#### About this exercise:
Your answer should hold all lines of the entries that include the word "Send".

Data listing START

/// What a base kernel must provide to be driven by [PairwiseKernel]
pub trait BaseKernel: Send + Sync {
    type Features: Send + Sync;

    /// canonical name
    fn name(&self) -> &str;

    /// extracts features from graphs. Graph order is preserved.
    fn extract(&mut self, graphs: &[Graph], stage: Stage) -> Result<Vec<Self::Features>>;

    /// kernel value between 2 features, an error if no finite value exists
    fn pairwise(&self, x: &Self::Features, y: &Self::Features) -> Result<f64>;

    /// true if pairwise values can be computed on a thread pool
    fn supports_parallel(&self) -> bool {
        true
    }
} // end of trait BaseKernel

//=====================================================================================

/// Implements the [Kernel] lifecycle for a [BaseKernel]
pub struct PairwiseKernel<B: BaseKernel> {
    base: B,
    n_jobs: Option<usize>,
    /// features of fitted graphs
    fitted: Option<Vec<B::Features>>,
    x_diag: Option<Array1<f64>>,
    y_diag: Option<Array1<f64>>,
    /// set once the n_jobs ignored warning is logged, can be shared between kernels of a pipeline
    parallel_warned: Arc<AtomicBool>,
} // end of struct PairwiseKernel

impl<B: BaseKernel> PairwiseKernel<B> {
    pub fn new(base: B, n_jobs: Option<usize>) -> Self {
        PairwiseKernel {
            base,
            n_jobs,
            fitted: None,
            x_diag: None,
            y_diag: None,
            parallel_warned: Arc::new(AtomicBool::new(false)),
        }
    }

    /// kernels sharing a flag log the n_jobs ignored warning once between them
    pub fn with_warning_flag(mut self, flag: Arc<AtomicBool>) -> Self {
        self.parallel_warned = flag;
        self
    }

    pub fn get_base(&self) -> &B {
        &self.base
    }

    pub fn is_fitted(&self) -> bool {
        self.fitted.is_some()
    }

    // number of threads to use for this computation, 1 if base kernel is sequential
    fn nb_threads(&self) -> usize {
        match self.n_jobs {
            Some(n) if n > 1 => {
                if self.base.supports_parallel() {
                    n
                } else {
                    if !self.parallel_warned.swap(true, Ordering::Relaxed) {
                        log::warn!("kernel {} is sequential, n_jobs {} ignored", self.base.name(), n);
                    }
                    1
                }
            }
            _ => 1,
        }
    }

    fn self_values(&self, features: &[B::Features]) -> Result<Array1<f64>> {
        let values = features
            .iter()
            .map(|f| self.base.pairwise(f, f))
            .collect::<Result<Vec<f64>>>()?;
        Ok(Array1::from(values))
    }

    fn extract_checked(&mut self, graphs: &[Graph], stage: Stage) -> Result<Vec<B::Features>> {
        if graphs.is_empty() {
            return Err(GraphKernelError::InputFormat(format!(
                "kernel {} got an empty graph collection",
                self.base.name()
            )));
        }
        self.base.extract(graphs, stage)
    }
} // end of impl PairwiseKernel

/// Fills the matrix of pairwise values between rows and cols features.
/// If symmetric, rows and cols are the same collection and only the upper triangle is computed.
fn pairwise_matrix<B: BaseKernel>(
    base: &B,
    rows: &[B::Features],
    cols: &[B::Features],
    symmetric: bool,
    nb_threads: usize,
) -> Result<Array2<f64>> {
    let compute_row = |i: usize| -> Result<Vec<f64>> {
        let first = if symmetric { i } else { 0 };
        (first..cols.len()).map(|j| base.pairwise(&rows[i], &cols[j])).collect()
    };
    let values: Vec<Vec<f64>> = if nb_threads > 1 {
        let pool = rayon::ThreadPoolBuilder::new()
            .num_threads(nb_threads)
            .build()
            .map_err(GraphKernelError::ThreadPool)?;
        pool.install(|| (0..rows.len()).into_par_iter().map(compute_row).collect::<Result<Vec<_>>>())?
    } else {
        (0..rows.len()).map(compute_row).collect::<Result<Vec<_>>>()?
    };
    let mut mat = Array2::<f64>::zeros((rows.len(), cols.len()));
    for (i, row) in values.into_iter().enumerate() {
        let first = if symmetric { i } else { 0 };
        for (k, v) in row.into_iter().enumerate() {
            let j = first + k;
            mat[[i, j]] = v;
            if symmetric {
                mat[[j, i]] = v;
            }
        }
    }
    Ok(mat)
} // end of pairwise_matrix

impl<B: BaseKernel> Kernel for PairwiseKernel<B> {
    fn fit(&mut self, graphs: &[Graph]) -> Result<()> {
        let cpu_start = ProcessTime::now();
        let sys_start = SystemTime::now();
        let features = self.extract_checked(graphs, Stage::Fit)?;
        self.x_diag = Some(self.self_values(&features)?);
        self.fitted = Some(features);
        self.y_diag = None;
        log::debug!(
            "{} fit on {} graphs, sys time(ms) {} cpu time(ms) {}",
            self.base.name(),
            graphs.len(),
            sys_start.elapsed().unwrap_or_default().as_millis(),
            cpu_start.elapsed().as_millis()
        );
        Ok(())
    } // end of fit

    fn fit_transform(&mut self, graphs: &[Graph]) -> Result<Array2<f64>> {
        let cpu_start = ProcessTime::now();
        let sys_start = SystemTime::now();
        let features = self.extract_checked(graphs, Stage::Fit)?;
        let nb_threads = self.nb_threads();
        let km = pairwise_matrix(&self.base, &features, &features, true, nb_threads)?;
        self.x_diag = Some(km.diag().to_owned());
        self.fitted = Some(features);
        self.y_diag = None;
        log::debug!(
            "{} fit_transform on {} graphs, sys time(ms) {} cpu time(ms) {}",
            self.base.name(),
            graphs.len(),
            sys_start.elapsed().unwrap_or_default().as_millis(),
            cpu_start.elapsed().as_millis()
        );
        Ok(km)
    } // end of fit_transform

    fn transform(&mut self, graphs: &[Graph]) -> Result<Array2<f64>> {
        if self.fitted.is_none() {
            return Err(GraphKernelError::NotFitted(self.base.name().to_string()));
        }
        let cpu_start = ProcessTime::now();
        let sys_start = SystemTime::now();
        let features = self.extract_checked(graphs, Stage::Transform)?;
        let nb_threads = self.nb_threads();
        let fitted = self
            .fitted
            .as_ref()
            .ok_or_else(|| GraphKernelError::NotFitted(self.base.name().to_string()))?;
        let km = pairwise_matrix(&self.base, &features, fitted, false, nb_threads)?;
        self.y_diag = Some(self.self_values(&features)?);
        log::debug!(
            "{} transform of {} graphs, sys time(ms) {} cpu time(ms) {}",
            self.base.name(),
            graphs.len(),
            sys_start.elapsed().unwrap_or_default().as_millis(),
            cpu_start.elapsed().as_millis()
        );
        Ok(km)
    } // end of transform

    fn diagonal(&self) -> Result<(Array1<f64>, Option<Array1<f64>>)> {
        match &self.x_diag {
            Some(x_diag) => Ok((x_diag.clone(), self.y_diag.clone())),
            None => Err(GraphKernelError::NotFitted(self.base.name().to_string())),
        }
    }

    fn name(&self) -> &str {
        self.base.name()
    }

    fn set_n_jobs(&mut self, n_jobs: Option<usize>) {
        self.n_jobs = n_jobs;
    }
} // end of impl Kernel for PairwiseKernel

//=====================================================================================

/// Sparse histogram, the feature of counting kernels
pub type Histogram<K> = AHashMap<K, f64>;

Data listing END

#### Result:
pub trait BaseKernel: Send + Sync {
    type Features: Send + Sync;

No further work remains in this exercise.